Dana Y. Kim, Severson and Werson, Irvine, CA, Regina J. McClendon, Severson and Werson, San Francisco, CA, Laura Greco, Severson & Werson, Irvine, CA, for Defendant.

MEMORANDUM DECISION AND ORDER GRANTING PLAINTIFF'S MOTION TO DISMISS DEFENDANT'S COUNTERCLAIMS PURSUANT TO FED. R. CIV. P. 12(b)(1)

WANGER, District Judge.

I. INTRODUCTION

Plaintiff COBRAIN SPARROW ("Plaintiff") moves to dismiss the counterclaim of Defendant MAZDA AMERICAN CREDIT ("Defendant"). (Doc. 19, Pl.'s Mem.) Defendant opposes the motion. (Doc. 20, Def.'s Opp.)

II. BACKGROUND

This case arises out of Plaintiff's allegation that Defendant violated state and federal law by engaging in abusive practices in its attempts to collect a debt from Plaintiff. Cal. Civ.Code §§ 1788 et seq. (Rosenthal Fair Debt Collection Practices Act ("RFDCPA")); 15 U.S.C. §§ 1692, et seq. (Fair Debt Collection Practices Act ("FDCPA")).

Plaintiff filed the original complaint in the Superior Court of the State of California, County of Fresno, in October 2004. (Doc. 1, Notice of Removal at Ex. A, Complaint) Defendant answered Plaintiff's complaint (Doc. 6), and also filed three state law counterclaims (Doc. 7) against Plaintiff to collect the alleged underlying debt: (1) Breach of Contract; (2) Money Had & Received; and (3) Claim and Delivery.

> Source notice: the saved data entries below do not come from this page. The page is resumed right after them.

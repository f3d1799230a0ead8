use core::num::TryFromIntError;

use libc::c_int;

/// A negative errno, following the kernel convention the verbs calls use.
#[derive(Debug, Clone, Copy, PartialEq, Eq)]
pub struct Error(pub c_int);

impl Error {
    pub const EINVAL: Self = Error(-(libc::EINVAL as c_int));
    pub const ENOMEM: Self = Error(-(libc::ENOMEM as c_int));
    pub const EFAULT: Self = Error(-(libc::EFAULT as c_int));
    pub const EAGAIN: Self = Error(-(libc::EAGAIN as c_int));
    pub const EBUSY: Self = Error(-(libc::EBUSY as c_int));
    pub const ENODEV: Self = Error(-(libc::ENODEV as c_int));
    pub const EEXIST: Self = Error(-(libc::EEXIST as c_int));

    /// Verbs return either `-errno` or `errno`; both map to the same error.
    pub fn from_errno(errno: c_int) -> Error {
        Error(-errno.abs())
    }

    /// Errno left behind by a verbs call that returned a null handle.
    pub fn last_os_error() -> Error {
        let errno = std::io::Error::last_os_error()
            .raw_os_error()
            .unwrap_or(libc::EIO);
        Error::from_errno(errno)
    }
}

impl core::fmt::Display for Error {
    fn fmt(&self, fmt: &mut ::core::fmt::Formatter) -> core::fmt::Result {
        match -self.0 {
            libc::EINVAL => write!(fmt, "EINVAL"),
            libc::ENOMEM => write!(fmt, "ENOMEM"),
            libc::EFAULT => write!(fmt, "EFAULT"),
            libc::EAGAIN => write!(fmt, "EAGAIN"),
            libc::EBUSY => write!(fmt, "EBUSY"),
            libc::ENODEV => write!(fmt, "ENODEV"),
            libc::EEXIST => write!(fmt, "EEXIST"),
            _ => write!(fmt, "Unknown error {}", self.0),
        }
    }
}

impl std::error::Error for Error {}

impl From<TryFromIntError> for Error {
    fn from(_: TryFromIntError) -> Error {
        Error::EINVAL
    }
}

pub type ShimResult<T> = Result<T, Error>;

Plaintiff now moves to dismiss Defendant's counterclaims for lack of subject matter jurisdiction pursuant to Federal Rule of Civil Procedure 12(b)(1). (Doc. 19, Pl.'s Mem., filed June 25, 2005) Plaintiff argues that Defendant's counterclaims are not compulsory and that therefore, this court does not have supplemental jurisdiction over them. Defendant filed opposition to Plaintiff's motion, arguing that its counterclaims are compulsory and that supplemental jurisdiction exists. (Doc. 20, Def.'s Mem., filed July 22, 2005) Plaintiff replied. (Doc. 21, Pl.'s Reply, filed July 29, 2005) On August 5, 2005, the parties stipulated to submit these issues on the papers and waive oral argument. (Doc. 23)

III. LEGAL STANDARD

"It is a fundamental precept that federal courts are courts of limited jurisdiction." Owen Equipment & Erection Co. v. Kroger, 437 U.S. 365, 374, 98 S.Ct. 2396, 57 L.Ed.2d 274 (1978). Federal courts have original jurisdiction over all civil actions "arising under the Constitution, laws, or treatises of the United States" and in all civil actions where complete diversity of citizenship exists and the amount in controversy exceeds $75,000. 28 U.S.C. §§ 1331, 1332. Here, while original jurisdiction exists over Plaintiff's claims under the FDCPA, which was created by federal law, original jurisdiction does not exist over Defendant's state-law counterclaims. Diversity jurisdiction cannot provide an independent jurisdictional basis for Defendant's counterclaims because the amount Defendant is claiming is not over $75,000, as 28 U.S.C. § 1332 requires. The only basis for jurisdiction over Defendant's counterclaims is the supplemental jurisdiction statute, 28 U.S.C. § 1367.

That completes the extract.